TASK GOAL: Pull out every line below that holds the word "take".

GIVEN RECORDS:
-------------------------

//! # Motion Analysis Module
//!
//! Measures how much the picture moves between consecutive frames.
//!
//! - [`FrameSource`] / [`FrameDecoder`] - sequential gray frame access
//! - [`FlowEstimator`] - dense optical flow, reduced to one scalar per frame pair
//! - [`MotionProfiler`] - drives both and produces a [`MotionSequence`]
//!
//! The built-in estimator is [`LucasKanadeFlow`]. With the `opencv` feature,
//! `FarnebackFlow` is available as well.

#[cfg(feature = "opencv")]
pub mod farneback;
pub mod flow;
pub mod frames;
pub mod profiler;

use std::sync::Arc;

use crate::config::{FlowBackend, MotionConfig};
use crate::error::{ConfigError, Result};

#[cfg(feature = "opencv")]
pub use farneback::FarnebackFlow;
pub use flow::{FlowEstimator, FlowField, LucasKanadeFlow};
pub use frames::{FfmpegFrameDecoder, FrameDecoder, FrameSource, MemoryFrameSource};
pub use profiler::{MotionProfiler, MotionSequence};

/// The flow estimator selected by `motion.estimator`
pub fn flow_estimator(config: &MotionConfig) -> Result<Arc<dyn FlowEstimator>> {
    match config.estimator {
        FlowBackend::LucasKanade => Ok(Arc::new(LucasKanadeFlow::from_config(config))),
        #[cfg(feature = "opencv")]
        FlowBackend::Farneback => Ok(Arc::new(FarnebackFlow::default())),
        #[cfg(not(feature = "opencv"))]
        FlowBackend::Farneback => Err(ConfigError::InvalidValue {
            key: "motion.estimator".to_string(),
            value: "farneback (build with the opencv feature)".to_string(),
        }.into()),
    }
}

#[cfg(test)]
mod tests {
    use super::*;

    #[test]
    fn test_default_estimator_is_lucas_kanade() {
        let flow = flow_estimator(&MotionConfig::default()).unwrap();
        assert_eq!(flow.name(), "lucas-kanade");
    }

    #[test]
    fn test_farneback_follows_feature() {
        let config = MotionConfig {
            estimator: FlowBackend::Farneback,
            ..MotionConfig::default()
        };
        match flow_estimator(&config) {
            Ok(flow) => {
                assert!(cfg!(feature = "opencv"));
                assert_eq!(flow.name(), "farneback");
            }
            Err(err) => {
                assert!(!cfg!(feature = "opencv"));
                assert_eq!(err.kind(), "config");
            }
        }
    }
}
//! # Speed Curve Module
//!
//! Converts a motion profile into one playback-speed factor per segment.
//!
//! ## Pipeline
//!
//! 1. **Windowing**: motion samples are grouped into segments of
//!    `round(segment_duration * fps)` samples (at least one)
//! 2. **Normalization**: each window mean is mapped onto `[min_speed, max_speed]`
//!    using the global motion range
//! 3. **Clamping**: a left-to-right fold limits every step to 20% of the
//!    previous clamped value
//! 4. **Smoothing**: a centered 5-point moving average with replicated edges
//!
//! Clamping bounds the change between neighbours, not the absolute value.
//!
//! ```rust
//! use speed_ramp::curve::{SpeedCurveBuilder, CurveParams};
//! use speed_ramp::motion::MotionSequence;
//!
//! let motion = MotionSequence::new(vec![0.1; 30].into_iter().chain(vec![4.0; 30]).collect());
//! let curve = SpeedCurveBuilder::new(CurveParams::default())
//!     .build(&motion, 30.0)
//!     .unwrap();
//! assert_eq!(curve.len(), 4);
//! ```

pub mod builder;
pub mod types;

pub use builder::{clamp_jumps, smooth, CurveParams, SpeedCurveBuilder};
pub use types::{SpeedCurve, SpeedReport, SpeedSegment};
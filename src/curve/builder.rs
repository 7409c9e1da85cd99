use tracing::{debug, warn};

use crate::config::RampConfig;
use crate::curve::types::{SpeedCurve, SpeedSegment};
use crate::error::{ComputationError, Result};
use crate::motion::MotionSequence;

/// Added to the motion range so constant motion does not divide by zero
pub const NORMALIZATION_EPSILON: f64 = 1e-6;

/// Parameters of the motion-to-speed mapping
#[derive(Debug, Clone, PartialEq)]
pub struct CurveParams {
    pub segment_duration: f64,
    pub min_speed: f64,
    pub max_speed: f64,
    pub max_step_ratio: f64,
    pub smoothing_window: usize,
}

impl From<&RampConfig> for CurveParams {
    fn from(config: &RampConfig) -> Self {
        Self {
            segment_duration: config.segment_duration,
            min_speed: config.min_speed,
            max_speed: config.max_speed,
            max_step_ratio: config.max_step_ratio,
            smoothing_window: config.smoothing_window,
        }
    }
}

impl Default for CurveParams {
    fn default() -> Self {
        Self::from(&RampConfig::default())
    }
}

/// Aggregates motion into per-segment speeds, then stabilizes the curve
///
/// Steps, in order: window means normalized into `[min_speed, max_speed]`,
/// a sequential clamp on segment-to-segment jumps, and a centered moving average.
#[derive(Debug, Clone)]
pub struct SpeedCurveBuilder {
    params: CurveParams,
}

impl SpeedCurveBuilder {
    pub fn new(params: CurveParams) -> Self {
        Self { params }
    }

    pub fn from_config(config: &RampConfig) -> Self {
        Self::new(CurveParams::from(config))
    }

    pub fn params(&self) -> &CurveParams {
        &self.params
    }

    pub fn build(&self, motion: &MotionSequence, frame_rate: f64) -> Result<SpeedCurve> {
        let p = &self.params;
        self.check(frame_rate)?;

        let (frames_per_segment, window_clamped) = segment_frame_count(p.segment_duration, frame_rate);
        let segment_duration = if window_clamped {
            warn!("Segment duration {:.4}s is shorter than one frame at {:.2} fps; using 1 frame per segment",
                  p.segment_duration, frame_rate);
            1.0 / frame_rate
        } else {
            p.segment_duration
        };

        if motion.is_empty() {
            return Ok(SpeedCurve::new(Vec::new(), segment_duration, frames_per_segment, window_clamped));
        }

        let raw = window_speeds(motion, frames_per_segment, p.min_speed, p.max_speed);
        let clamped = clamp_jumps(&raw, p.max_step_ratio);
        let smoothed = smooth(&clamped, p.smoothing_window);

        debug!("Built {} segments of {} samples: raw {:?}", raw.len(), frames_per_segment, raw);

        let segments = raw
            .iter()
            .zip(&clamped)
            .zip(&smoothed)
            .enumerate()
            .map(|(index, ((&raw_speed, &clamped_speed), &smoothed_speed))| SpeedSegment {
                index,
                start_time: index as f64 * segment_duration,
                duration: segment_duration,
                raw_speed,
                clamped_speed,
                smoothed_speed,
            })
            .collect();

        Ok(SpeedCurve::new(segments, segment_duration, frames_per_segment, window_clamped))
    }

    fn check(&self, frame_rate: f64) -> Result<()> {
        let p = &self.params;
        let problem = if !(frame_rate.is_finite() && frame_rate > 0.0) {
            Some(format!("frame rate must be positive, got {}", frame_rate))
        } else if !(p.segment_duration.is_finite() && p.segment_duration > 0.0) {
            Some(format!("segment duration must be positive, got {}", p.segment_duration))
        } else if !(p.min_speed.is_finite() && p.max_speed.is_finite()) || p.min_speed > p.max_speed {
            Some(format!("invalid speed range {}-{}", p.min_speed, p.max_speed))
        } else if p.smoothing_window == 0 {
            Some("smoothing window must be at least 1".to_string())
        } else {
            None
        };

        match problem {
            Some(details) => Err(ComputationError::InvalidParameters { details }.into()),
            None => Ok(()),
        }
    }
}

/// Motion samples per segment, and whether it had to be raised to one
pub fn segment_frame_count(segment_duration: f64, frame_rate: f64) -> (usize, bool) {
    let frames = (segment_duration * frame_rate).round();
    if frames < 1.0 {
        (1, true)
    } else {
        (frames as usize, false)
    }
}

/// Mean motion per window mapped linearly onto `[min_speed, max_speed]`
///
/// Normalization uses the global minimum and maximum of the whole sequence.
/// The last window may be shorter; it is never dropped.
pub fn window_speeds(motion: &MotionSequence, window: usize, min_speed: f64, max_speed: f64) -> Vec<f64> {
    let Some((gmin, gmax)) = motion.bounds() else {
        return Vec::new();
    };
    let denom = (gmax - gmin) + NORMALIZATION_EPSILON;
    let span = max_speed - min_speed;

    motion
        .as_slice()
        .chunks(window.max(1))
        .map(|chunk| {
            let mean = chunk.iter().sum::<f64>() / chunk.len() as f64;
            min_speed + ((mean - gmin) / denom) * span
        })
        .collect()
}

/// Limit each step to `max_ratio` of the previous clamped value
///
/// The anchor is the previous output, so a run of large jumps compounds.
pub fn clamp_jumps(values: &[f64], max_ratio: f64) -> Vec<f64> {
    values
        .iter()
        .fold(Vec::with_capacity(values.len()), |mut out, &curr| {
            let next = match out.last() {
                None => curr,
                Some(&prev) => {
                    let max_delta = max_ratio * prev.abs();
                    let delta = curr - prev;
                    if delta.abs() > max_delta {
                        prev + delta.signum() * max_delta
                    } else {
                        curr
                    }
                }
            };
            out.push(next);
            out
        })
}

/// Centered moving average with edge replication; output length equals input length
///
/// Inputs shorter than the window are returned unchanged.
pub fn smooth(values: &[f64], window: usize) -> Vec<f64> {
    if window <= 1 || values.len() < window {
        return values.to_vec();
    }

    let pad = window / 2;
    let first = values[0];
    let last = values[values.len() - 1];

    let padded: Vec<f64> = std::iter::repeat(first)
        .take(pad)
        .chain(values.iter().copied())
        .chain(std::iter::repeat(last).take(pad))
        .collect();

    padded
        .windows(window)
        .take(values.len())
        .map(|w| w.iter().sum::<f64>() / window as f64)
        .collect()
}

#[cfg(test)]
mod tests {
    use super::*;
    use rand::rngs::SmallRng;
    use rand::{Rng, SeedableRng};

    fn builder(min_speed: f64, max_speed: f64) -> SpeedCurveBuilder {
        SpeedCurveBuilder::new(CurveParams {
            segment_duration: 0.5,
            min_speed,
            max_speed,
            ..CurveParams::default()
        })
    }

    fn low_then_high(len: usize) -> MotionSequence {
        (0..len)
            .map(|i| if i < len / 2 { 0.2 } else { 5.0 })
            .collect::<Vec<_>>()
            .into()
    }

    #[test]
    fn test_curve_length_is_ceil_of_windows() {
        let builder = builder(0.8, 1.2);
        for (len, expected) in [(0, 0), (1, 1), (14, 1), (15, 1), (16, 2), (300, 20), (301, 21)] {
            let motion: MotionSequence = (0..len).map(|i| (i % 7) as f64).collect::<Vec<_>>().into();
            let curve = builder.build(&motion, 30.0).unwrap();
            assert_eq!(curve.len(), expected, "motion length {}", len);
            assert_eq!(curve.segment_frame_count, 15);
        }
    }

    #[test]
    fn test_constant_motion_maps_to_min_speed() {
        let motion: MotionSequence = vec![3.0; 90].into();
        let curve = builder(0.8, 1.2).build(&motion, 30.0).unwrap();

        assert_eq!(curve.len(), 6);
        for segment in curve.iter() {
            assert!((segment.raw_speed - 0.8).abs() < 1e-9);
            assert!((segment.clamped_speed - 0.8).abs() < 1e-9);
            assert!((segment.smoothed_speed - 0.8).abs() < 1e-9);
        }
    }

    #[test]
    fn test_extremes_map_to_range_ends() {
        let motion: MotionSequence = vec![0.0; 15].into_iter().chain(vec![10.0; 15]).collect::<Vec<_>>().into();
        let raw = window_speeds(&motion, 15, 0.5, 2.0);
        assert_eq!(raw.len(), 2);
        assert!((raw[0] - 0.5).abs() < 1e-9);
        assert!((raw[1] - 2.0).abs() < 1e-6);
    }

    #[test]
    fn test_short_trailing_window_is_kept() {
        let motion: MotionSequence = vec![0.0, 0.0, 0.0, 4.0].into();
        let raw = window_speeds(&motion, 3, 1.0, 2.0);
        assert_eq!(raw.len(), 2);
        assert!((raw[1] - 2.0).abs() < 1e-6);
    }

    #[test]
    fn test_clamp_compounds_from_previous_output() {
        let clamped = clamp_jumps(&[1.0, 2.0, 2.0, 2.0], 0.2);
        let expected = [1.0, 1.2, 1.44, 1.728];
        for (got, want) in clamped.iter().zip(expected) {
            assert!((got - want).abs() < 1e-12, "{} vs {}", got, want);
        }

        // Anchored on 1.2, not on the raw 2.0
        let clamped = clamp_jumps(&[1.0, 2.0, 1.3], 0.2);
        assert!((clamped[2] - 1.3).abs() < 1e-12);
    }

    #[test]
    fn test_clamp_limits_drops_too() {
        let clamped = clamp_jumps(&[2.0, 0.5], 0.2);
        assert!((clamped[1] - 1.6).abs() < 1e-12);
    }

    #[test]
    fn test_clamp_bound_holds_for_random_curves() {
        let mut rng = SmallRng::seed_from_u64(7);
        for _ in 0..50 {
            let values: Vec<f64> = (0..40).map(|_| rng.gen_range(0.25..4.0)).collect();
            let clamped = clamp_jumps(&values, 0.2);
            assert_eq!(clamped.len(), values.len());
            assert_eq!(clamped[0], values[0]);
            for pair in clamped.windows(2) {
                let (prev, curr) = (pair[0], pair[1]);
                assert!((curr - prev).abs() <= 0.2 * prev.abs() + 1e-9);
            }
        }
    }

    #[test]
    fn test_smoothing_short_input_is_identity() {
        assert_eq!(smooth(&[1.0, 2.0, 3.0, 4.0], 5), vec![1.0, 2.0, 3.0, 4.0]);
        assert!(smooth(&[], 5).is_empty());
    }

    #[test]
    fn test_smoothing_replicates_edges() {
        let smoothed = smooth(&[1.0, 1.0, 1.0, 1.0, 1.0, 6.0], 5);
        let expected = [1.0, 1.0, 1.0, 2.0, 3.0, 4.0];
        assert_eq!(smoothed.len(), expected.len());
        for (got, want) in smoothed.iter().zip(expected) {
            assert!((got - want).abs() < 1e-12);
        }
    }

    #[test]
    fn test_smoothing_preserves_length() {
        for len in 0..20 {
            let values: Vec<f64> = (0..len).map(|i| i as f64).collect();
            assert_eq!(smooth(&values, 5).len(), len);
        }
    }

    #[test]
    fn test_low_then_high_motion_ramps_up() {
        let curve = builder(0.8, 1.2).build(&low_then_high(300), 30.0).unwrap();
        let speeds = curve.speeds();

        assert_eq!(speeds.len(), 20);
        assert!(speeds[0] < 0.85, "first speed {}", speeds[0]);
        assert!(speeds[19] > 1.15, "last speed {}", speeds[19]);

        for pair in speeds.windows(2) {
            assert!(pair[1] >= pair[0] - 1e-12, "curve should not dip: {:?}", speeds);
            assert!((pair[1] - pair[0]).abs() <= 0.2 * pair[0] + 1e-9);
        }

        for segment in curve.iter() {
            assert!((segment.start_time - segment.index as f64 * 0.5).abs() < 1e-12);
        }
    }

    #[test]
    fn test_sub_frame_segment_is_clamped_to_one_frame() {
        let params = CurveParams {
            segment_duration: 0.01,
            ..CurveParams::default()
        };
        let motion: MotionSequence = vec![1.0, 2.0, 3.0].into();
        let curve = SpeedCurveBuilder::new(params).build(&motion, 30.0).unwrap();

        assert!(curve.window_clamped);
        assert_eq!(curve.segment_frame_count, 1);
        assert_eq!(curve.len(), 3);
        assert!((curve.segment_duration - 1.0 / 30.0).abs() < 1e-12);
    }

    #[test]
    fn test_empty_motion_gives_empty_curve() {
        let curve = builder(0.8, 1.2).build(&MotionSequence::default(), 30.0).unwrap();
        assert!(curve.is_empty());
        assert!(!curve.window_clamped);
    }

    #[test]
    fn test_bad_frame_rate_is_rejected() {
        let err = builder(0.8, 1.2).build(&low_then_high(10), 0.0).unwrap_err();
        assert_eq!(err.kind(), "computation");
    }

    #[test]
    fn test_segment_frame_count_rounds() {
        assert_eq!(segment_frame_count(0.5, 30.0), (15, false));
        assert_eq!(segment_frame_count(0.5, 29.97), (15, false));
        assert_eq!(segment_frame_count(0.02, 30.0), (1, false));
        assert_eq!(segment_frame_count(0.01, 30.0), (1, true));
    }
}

-------------------------

RESPONSE AREA:
        .take(pad)
        .chain(std::iter::repeat(last).take(pad))
        .take(values.len())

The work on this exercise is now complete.